I am now translating it in my head to "I don't like to do hard things". I believe him to be intellectually lazy, entitled, spoiled and incapable of handling adversity. I feel like I am so far ahead of him in wisdom and strength and I'm almost 9 years younger. So here is the dilemma...Our house is way too big for even 2 of us. We have been needing to sell it. Upon divorce, it will have to be sold anyway. I have always been the one to push for any maintenance on our homes. If I move now, I'm afraid it will be difficult for me to get back in here and get it staged for selling. He is going to be very mad that I left. 
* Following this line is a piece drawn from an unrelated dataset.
//! ID 토큰 클레임 모델 모듈

pub mod decoded_token;

pub use decoded_token::{DecodedIdToken, FirebaseClaims};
He has already admitted this. I have been sleeping in the guest room and staying on that end of the house to the extent that I can. I just feel like I am going to pull all my hair out having to be here now. He is morose, self-defeating and depressed and positively HATES his job. He won't reach out and make friends, create a life for himself as the therapists have urged him too. I have been trying to repair my marriage for just shy of 2 years and now I am suddenly done and cannot tolerate living here any longer. However, I will need as much money out of this house as I can get because I'm going to have to take some schooling in order to get back into the workforce. 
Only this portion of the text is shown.